Chocolate Zucchini Bread
Course:
Bread (sweet)
Ingredients
- 125 grams Plain Flour
- 41 grams Cocoa Powder (natural)
- 3⁄4 teaspoons Baking Soda
- 1⁄4 teaspoons Baking Powder
- 1⁄4 teaspoons Salt
- 1⁄2 teaspoons Instant Espresso Powder
- 125 grams Chocolate Chips
- 2 Egg
- 60 millilitres Vegetable Oil (or melted coconut)
- 80 grams Plain Yogurt (or sour cream)
- 135 grams Sugar
- 1 teaspoon Vanilla Extract
- 180 grams Courgette (shredded, not blotted)
Steps
- Preheat oven to 177°C conventional.
- Grease a 9×5-inch loaf pan or 8×4-inch loaf pan (for a taller loaf) with nonstick spray. Set aside.

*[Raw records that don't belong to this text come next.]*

//! Core domain types for chatweave
//!
//! These types describe the transcript the engine maintains and the
//! side-channel payloads attached to its messages.
//!
//! ## Terminology
//!
//! | Term | Definition |
//! |------|------------|
//! | **Transcript** | Ordered, deduplicated sequence of [`Message`]s shown to a user |
//! | **Record id** | Server-assigned stable identity of a message |
//! | **Request id** | Client-assigned correlation key of an outbound question |
//! | **Placeholder** | Synthetic "awaiting answer" entry, always last while pending |
//! | **Citation tag** | Offset-anchored reference rendered as an inline marker |
//! | **Procedure** | One step of an agent's reasoning trace |

use serde::{Deserialize, Deserializer, Serialize};

// ============================================
// Messages
// ============================================

/// The transcript's unit.
///
/// A message is created by the reconciler, mutated in place by later events
/// carrying the same identity, and only ever removed by deduplication.
#[derive(Debug, Clone, Default, PartialEq, Serialize, Deserialize)]
pub struct Message {
    /// Server-assigned identity; absent until the server acknowledges
    #[serde(default, skip_serializing_if = "Option::is_none")]
    pub record_id: Option<String>,
    /// Client correlation key, only set on outbound questions
    #[serde(default, skip_serializing_if = "Option::is_none")]
    pub request_id: Option<String>,
    /// Record id of the question an answer belongs to
    #[serde(default, skip_serializing_if = "Option::is_none")]
    pub related_record_id: Option<String>,
    #[serde(default, skip_serializing_if = "Option::is_none")]
    pub session_id: Option<String>,
    #[serde(default)]
    pub is_from_self: bool,
    #[serde(default)]
    pub content: String,
    /// Logical ordering key in milliseconds
    #[serde(default)]
    pub timestamp: i64,
    #[serde(default)]
    pub is_final: bool,
    /// Outbound question still waiting for the server's acknowledgment
    #[serde(default)]
    pub is_loading: bool,
    /// Synthetic "thinking" placeholder
    #[serde(default)]
    pub loading_message: bool,
    /// Progress text shown on the placeholder
    #[serde(default, skip_serializing_if = "Option::is_none")]
    pub loading_text: Option<String>,
    /// Acknowledgment timed out
    #[serde(default)]
    pub failed: bool,
    /// Content was flagged as policy-violating
    #[serde(default)]
    pub is_evil: bool,
    #[serde(default)]
    pub can_rating: bool,
    /// Loaded from backfill; no regenerate/stop affordances
    #[serde(default)]
    pub is_history: bool,
    #[serde(default, skip_serializing_if = "Option::is_none")]
    pub references: Option<Vec<Reference>>,
    #[serde(default, skip_serializing_if = "Option::is_none")]
    pub tokens_msg: Option<TokenStat>,
    #[serde(default, skip_serializing_if = "Option::is_none")]
    pub agent_thought: Option<AgentThought>,
    /// Human handoff flags; `None` means "not stated by this event"
    #[serde(default, skip_serializing_if = "Option::is_none")]
    pub transfer: Option<bool>,
    #[serde(default, skip_serializing_if = "Option::is_none")]
    pub transfer_robot: Option<bool>,
    #[serde(default, skip_serializing_if = "Option::is_none")]
    pub quit: Option<bool>,
    /// Rating receipt
    #[serde(default, skip_serializing_if = "Option::is_none")]
    pub score: Option<i64>,
    #[serde(default, skip_serializing_if = "Vec::is_empty")]
    pub reasons: Vec<String>,
}

impl Message {
    /// A locally originated question awaiting acknowledgment.
    ///
    /// Questions never stream, so they are final from the start.
    pub fn question(
        request_id: impl Into<String>,
        content: impl Into<String>,
        timestamp: i64,
    ) -> Self {
        Self {
            request_id: Some(request_id.into()),
            content: content.into(),
            is_from_self: true,
            timestamp,
            is_final: true,
            is_loading: true,
            ..Default::default()
        }
    }

    /// The synthetic placeholder inserted after an acknowledged question.
    pub fn placeholder(timestamp: i64) -> Self {
        Self {
            loading_message: true,
            timestamp,
            ..Default::default()
        }
    }

    /// Returns true if this entry is the pending-answer placeholder
    pub fn is_placeholder(&self) -> bool {
        self.loading_message
    }

    /// Returns true if the record id equals `id`
    pub fn has_record_id(&self, id: &str) -> bool {
        self.record_id.as_deref() == Some(id)
    }

    /// Returns true if a human agent has taken over this conversation
    pub fn is_transferred(&self) -> bool {
        self.transfer.unwrap_or(false)
    }
}

// ============================================
// References and citations
// ============================================

/// A citation source attached to a message.
#[derive(Debug, Clone, Default, PartialEq, Serialize, Deserialize)]
pub struct Reference {
    /// Reference identifier; numeric ids are normalized to strings
    #[serde(default, deserialize_with = "string_or_number")]
    pub id: String,
    /// Source type; type 1 entries are never attached to messages
    #[serde(rename = "type", default, skip_serializing_if = "Option::is_none")]
    pub kind: Option<i64>,
    /// Ordinal used by search references in thought traces
    #[serde(default, skip_serializing_if = "Option::is_none")]
    pub index: Option<i64>,
    #[serde(default, skip_serializing_if = "Option::is_none")]
    pub name: Option<String>,
    #[serde(default, skip_serializing_if = "Option::is_none")]
    pub url: Option<String>,
    /// Remaining source metadata, kept verbatim
    #[serde(flatten)]
    pub extra: serde_json::Map<String, serde_json::Value>,
}

/// An offset-anchored citation: `position` is a character offset into the
/// content, `index` the reference ordinal.
#[derive(Debug, Clone, Copy, PartialEq, Eq, Serialize, Deserialize)]
pub struct QuoteInfo {
    pub position: usize,
    pub index: i64,
}

fn string_or_number<'de, D>(deserializer: D) -> Result<String, D::Error>
where
    D: Deserializer<'de>,
{
    match serde_json::Value::deserialize(deserializer)? {
        serde_json::Value::String(s) => Ok(s),
        serde_json::Value::Number(n) => Ok(n.to_string()),
        serde_json::Value::Null => Ok(String::new()),
        other => Err(serde::de::Error::custom(format!(
            "expected string or number id, got {}",
            other
        ))),
    }
}

// ============================================
// Side-channel payloads
// ============================================

/// A token-usage snapshot (`token_stat` event).
#[derive(Debug, Clone, Default, PartialEq, Serialize, Deserialize)]
pub struct TokenStat {
    #[serde(default)]
    pub session_id: String,
    #[serde(default)]
    pub record_id: String,
    #[serde(default)]
    pub procedures: Vec<TokenProcedure>,
    /// Usage counters and other fields, kept verbatim
    #[serde(flatten)]
    pub extra: serde_json::Map<String, serde_json::Value>,
}

/// A progress step reported alongside token usage
#[derive(Debug, Clone, Default, PartialEq, Serialize, Deserialize)]
pub struct TokenProcedure {
    #[serde(default, skip_serializing_if = "Option::is_none")]
    pub title: Option<String>,
    #[serde(flatten)]
    pub extra: serde_json::Map<String, serde_json::Value>,
}

/// An agent reasoning trace (`thought` event).
#[derive(Debug, Clone, Default, PartialEq, Serialize, Deserialize)]
pub struct AgentThought {
    #[serde(default)]
    pub session_id: String,
    #[serde(default)]
    pub record_id: String,
    #[serde(default)]
    pub procedures: Vec<Procedure>,
}

/// One step of an agent's reasoning trace.
#[derive(Debug, Clone, Default, PartialEq, Serialize, Deserialize)]
pub struct Procedure {
    #[serde(default)]
    pub name: String,
    #[serde(default)]
    pub status: String,
    #[serde(default, skip_serializing_if = "Option::is_none")]
    pub debugging: Option<Debugging>,
    /// Filled in by the procedure classifier
    #[serde(default, skip_serializing_if = "Option::is_none")]
    pub show_type: Option<ShowType>,
    /// Filled in by the procedure classifier
    #[serde(default)]
    pub display_content: String,
}

/// Raw debugging payload of a procedure step
#[derive(Debug, Clone, Default, PartialEq, Serialize, Deserialize)]
pub struct Debugging {
    #[serde(default, skip_serializing_if = "Option::is_none")]
    pub display_type: Option<i64>,
    #[serde(default, skip_serializing_if = "Option::is_none")]
    pub display_content: Option<String>,
    #[serde(default)]
    pub quote_infos: Vec<QuoteInfo>,
    #[serde(default)]
    pub references: Vec<Reference>,
    #[serde(flatten)]
    pub extra: serde_json::Map<String, serde_json::Value>,
}

/// How a procedure step is rendered
#[derive(Debug, Clone, Copy, PartialEq, Eq, Serialize, Deserialize)]
#[serde(rename_all = "kebab-case")]
pub enum ShowType {
    /// Prose (markdown)
    #[serde(rename = "md")]
    Markdown,
    /// Web search results with inline citation markers
    SearchReference,
    /// Knowledge base (QA/doc) results, rendered raw
    KnowledgeReference,
    /// Fallback structured rendering
    Json,
}

impl ShowType {
    pub fn as_str(&self) -> &'static str {
        match self {
            ShowType::Markdown => "md",
            ShowType::SearchReference => "search-reference",
            ShowType::KnowledgeReference => "knowledge-reference",
            ShowType::Json => "json",
        }
    }
}

impl std::fmt::Display for ShowType {
    fn fmt(&self, f: &mut std::fmt::Formatter<'_>) -> std::fmt::Result {
        f.write_str(self.as_str())
    }
}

- In a large bowl, whisk the flour, cocoa powder, baking soda, baking powder, salt, and espresso powder together until combined. Mix in the chocolate chips. Set aside.
- In a medium bowl, whisk the eggs, oil, yogurt, granulated sugar, and vanilla together until combined.

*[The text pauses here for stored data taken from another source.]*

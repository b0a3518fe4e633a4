//! # chatweave-core
//!
//! Client-side reconciliation engine for streaming chat transcripts.
//!
//! This library provides:
//! - Domain types for messages, citations and agent thought traces
//! - The transcript store with record-id deduplication
//! - The event reconciler (questions, answers, history backfill, side channels)
//! - Acknowledgment timeouts and change notifications
//! - Configuration management and logging infrastructure
//!
//! ## Architecture
//!
//! Events flow in one direction:
//! - **Inbound:** server pushes (`reply`, `reference`, `rating`, `token_stat`,
//!   `thought`, history pages) and local actions (send, stop, timer expiry)
//! - **Reconcile:** each event is merged into the [`Transcript`] to
//!   completion, then the transcript is deduplicated and re-ordered
//! - **Notify:** observers receive the updated transcript and the kind of
//!   change that produced it
//!
//! ## Example
//!
//! ```rust,no_run
//! use chatweave_core::{ChatClient, Config, LocalBootstrap};
//! use tokio::sync::mpsc;
//!
//! # async fn demo() -> chatweave_core::Result<()> {
//! let config = Config::load()?;
//! let (outbound_tx, _outbound_rx) = mpsc::unbounded_channel();
//! let mut client = ChatClient::new(
//!     config.session.clone(),
//!     LocalBootstrap::new(config.bot.clone()),
//!     outbound_tx,
//! );
//! let mut updates = client.subscribe();
//! client.trigger_send_msg("hello").await?;
//! # Ok(())
//! # }
//! ```

// Re-export commonly used items at the crate root
pub use client::ChatClient;
pub use config::Config;
pub use error::{Error, Result};
pub use events::{ChangeKind, InboundEvent, OutboundEvent};
pub use notify::{Notification, Notifier, Observer};
pub use reconcile::Reconciler;
pub use session::{BotInfo, LocalBootstrap, SessionBootstrap, SessionInfo};
pub use transcript::Transcript;
pub use types::*;

// Public modules
pub mod citation;
pub mod client;
pub mod config;
pub mod error;
pub mod events;
pub mod format;
pub mod logging;
pub mod notify;
pub mod procedure;
pub mod reconcile;
pub mod session;
pub mod timeout;
pub mod transcript;
pub mod types;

- Slowly pour the wet ingredients into the dry ingredients and gently whisk to combine.
- Fold in the zucchini. The batter is very thick.
- Cast iron: preheat the tin in the oven for ~5 minutes.
- Bake for 45–55 minutes, making sure to loosely cover the bread with aluminum foil halfway through to prevent the top from over-cooking. The bread is done when a toothpick inserted in the center comes out clean with only a few small moist crumbs. The 9×5-inch pan takes closer to 45 minutes, and the 8×4-inch pan takes closer to 55 minutes. All ovens vary, so begin checking around the 45-minute mark.
- For cast iron: took 47 minutes.
- Remove bread from the oven and allow the bread to cool in the pan set on a wire rack for 1 hour. While it’s still warm, I gently press a few more chocolate chips into the top; this is optional and only for looks.
- Remove bread from the pan and place the loaf directly on the wire rack to cool completely.
- Cover and store bread at room temperature for 5 days or in the refrigerator for up to 1 week.